A travers ses analyses, Kossi Benoit Sossou relève qu’il existe deux explications alternatives possibles à la baisse importante des immigrants du Niger au cours de la période étudiée (2011-2018). La principale explication est que les migrants en provenance du Niger ont observé que la migration irrégulière paraît plus bénéfique en situation de migration en réseau que l’enregistrement à l’entrée du territoire au Bénin. Il conclut donc qu’il s’agit d’une baisse apparente. Cependant, relève-t-il que les patrons qui pour la plupart sont détenteurs des boutiques s’acquittent des redevances locales.
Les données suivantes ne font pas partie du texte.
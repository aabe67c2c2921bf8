//! Pluggable signing and encryption backends
//!
//! | Backend  | Keys                          | Artifacts                         |
//! |----------|-------------------------------|-----------------------------------|
//! | `native` | [`Keyring`](crate::Keyring)   | TAKEOUT armor (Ed25519, X25519)   |
//! | `gpg`    | a GnuPG home directory        | OpenPGP armor via the gpg binary  |

pub mod gpg;
pub mod native;

pub use gpg::GpgBackend;
pub use native::NativeBackend;

use std::fmt;
use std::path::PathBuf;
use std::str::FromStr;
use std::sync::Arc;
use std::time::Duration;

use async_trait::async_trait;
use serde::{Deserialize, Serialize};

use crate::error::{CoreError, CoreResult};
use crate::fingerprint::Fingerprint;
use crate::keyring::{KeyInfo, Keyring};
use crate::trust::TrustLevel;

/// Which backend implementation to use
#[derive(Debug, Clone, Copy, PartialEq, Eq, Hash, Default, Serialize, Deserialize)]
#[serde(rename_all = "lowercase")]
pub enum BackendKind {
    #[default]
    Native,
    Gpg,
}

impl fmt::Display for BackendKind {
    fn fmt(&self, f: &mut fmt::Formatter<'_>) -> fmt::Result {
        match self {
            BackendKind::Native => write!(f, "native"),
            BackendKind::Gpg => write!(f, "gpg"),
        }
    }
}

impl FromStr for BackendKind {
    type Err = CoreError;

    fn from_str(s: &str) -> Result<Self, Self::Err> {
        match s.to_lowercase().as_str() {
            "native" | "builtin" | "rust" => Ok(BackendKind::Native),
            "gpg" | "gnupg" | "openpgp" => Ok(BackendKind::Gpg),
            other => Err(CoreError::Backend(format!("Unknown backend: {other}"))),
        }
    }
}

/// Outcome of checking a detached signature
///
/// A bad signature is a normal outcome (`valid == false`), not an error.
#[derive(Debug, Clone, PartialEq, Eq, Serialize, Deserialize)]
pub struct Verification {
    pub valid: bool,
    pub signer: Option<Fingerprint>,
    /// Human-readable report, in the style of `gpg --verify`
    pub diagnostics: String,
}

impl Verification {
    pub fn invalid(diagnostics: impl Into<String>) -> Self {
        Self {
            valid: false,
            signer: None,
            diagnostics: diagnostics.into(),
        }
    }
}

/// Detached signing, encryption and key management
///
/// Key references are fingerprints, key id suffixes or user id fragments.
/// Signatures and ciphertext are ASCII armored.
#[async_trait]
pub trait CryptoBackend: Send + Sync {
    fn kind(&self) -> BackendKind;

    /// Human-readable name
    fn name(&self) -> &'static str;

    /// Resolve a key reference to exactly one public key
    async fn resolve_key(&self, reference: &str) -> CoreResult<Fingerprint>;

    /// Resolve a key reference to a key whose secret material is usable
    /// with `passphrase`
    async fn resolve_signing_key(
        &self,
        reference: &str,
        passphrase: Option<&str>,
    ) -> CoreResult<Fingerprint>;

    async fn export_public_key(&self, key: &Fingerprint) -> CoreResult<String>;

    /// Produce an armored detached signature over `payload`
    async fn detach_sign(
        &self,
        payload: &[u8],
        key: &Fingerprint,
        passphrase: Option<&str>,
    ) -> CoreResult<String>;

    /// Encrypt `payload` to `recipient`, returning armored ciphertext
    async fn encrypt(&self, payload: &[u8], recipient: &Fingerprint) -> CoreResult<Vec<u8>>;

    /// Decrypt with whichever local secret key the ciphertext names
    async fn decrypt(&self, ciphertext: &[u8], passphrase: Option<&str>) -> CoreResult<Vec<u8>>;

    /// Check `signature` over `payload`
    ///
    /// With `public_key`, only that armored key is consulted; otherwise the
    /// backend's own key store is.
    async fn verify(
        &self,
        payload: &[u8],
        signature: &str,
        public_key: Option<&str>,
    ) -> CoreResult<Verification>;

    async fn import_key(&self, armored: &str) -> CoreResult<Fingerprint>;

    async fn trust_key(&self, key: &Fingerprint, level: TrustLevel) -> CoreResult<()>;

    async fn generate_key(&self, user_id: &str, passphrase: Option<&str>)
    -> CoreResult<Fingerprint>;

    async fn list_keys(&self) -> CoreResult<Vec<KeyInfo>>;
}

/// Everything needed to open a backend
#[derive(Debug, Clone)]
pub struct BackendOptions {
    pub kind: BackendKind,
    /// Native keyring directory; `None` keeps keys in memory
    pub keyring_dir: Option<PathBuf>,
    pub gpg_program: PathBuf,
    /// GnuPG home; `None` uses gpg's default
    pub gnupg_home: Option<PathBuf>,
    /// Where gpg scratch files go; `None` uses the system temp dir
    pub scratch_dir: Option<PathBuf>,
    pub timeout: Duration,
}

impl Default for BackendOptions {
    fn default() -> Self {
        Self {
            kind: BackendKind::Native,
            keyring_dir: None,
            gpg_program: PathBuf::from("gpg"),
            gnupg_home: None,
            scratch_dir: None,
            timeout: Duration::from_secs(30),
        }
    }
}

/// Open the configured backend
pub fn open_backend(options: &BackendOptions) -> CoreResult<Arc<dyn CryptoBackend>> {
    tracing::debug!(backend = %options.kind, "Opening crypto backend");
    match options.kind {
        BackendKind::Native => {
            let keyring = match &options.keyring_dir {
                Some(dir) => Keyring::open(dir)?,
                None => Keyring::in_memory(),
            };
            Ok(Arc::new(NativeBackend::new(keyring)))
        }
        BackendKind::Gpg => {
            let mut backend =
                GpgBackend::new(&options.gpg_program, options.gnupg_home.clone(), options.timeout);
            if let Some(dir) = &options.scratch_dir {
                backend = backend.with_scratch_dir(dir);
            }
            Ok(Arc::new(backend))
        }
    }
}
Il note que les premiers immigrants du Niger installés s’appuient sur la migration de réseau pour avoir la main d’œuvre utile au secteur informel d’activités économiques et ces premiers immigrants installés disposent de la liste des travailleurs migrants qu’ils utilisent. « Avec ces travailleurs migrants dans le secteur informel, ils se sont dotés d’organisations de ressortissants et se rencontrent périodiquement avec les responsables de l’UR-CEDEAO » commente-t-il.  De ses enquêtes, il conclut que les responsables de ces organisations évoquent « les faux effectifs » de leurs ressortissants dans les documents de RGPH. Ils déclarent détenir les « vrais effectifs » et fournissent les preuves de leur grande capacité de mobilisation de leurs ressortissants présents dans les différentes entités administratives du Bénin. Les responsables à la base ne produisent pas les listes de leurs ressortissants. Ils ne les montrent pas. Mais, la réalité est que ces listes sont décentralisées et ne sont disponibles que dans les organisations locales.  « Cette situation de baisse apparente des immigrants en provenance du Niger souligne la nécessité d’actions coordonnées pour mieux gérer les espaces transfrontaliers », invite Koffi Benoit Sossou. 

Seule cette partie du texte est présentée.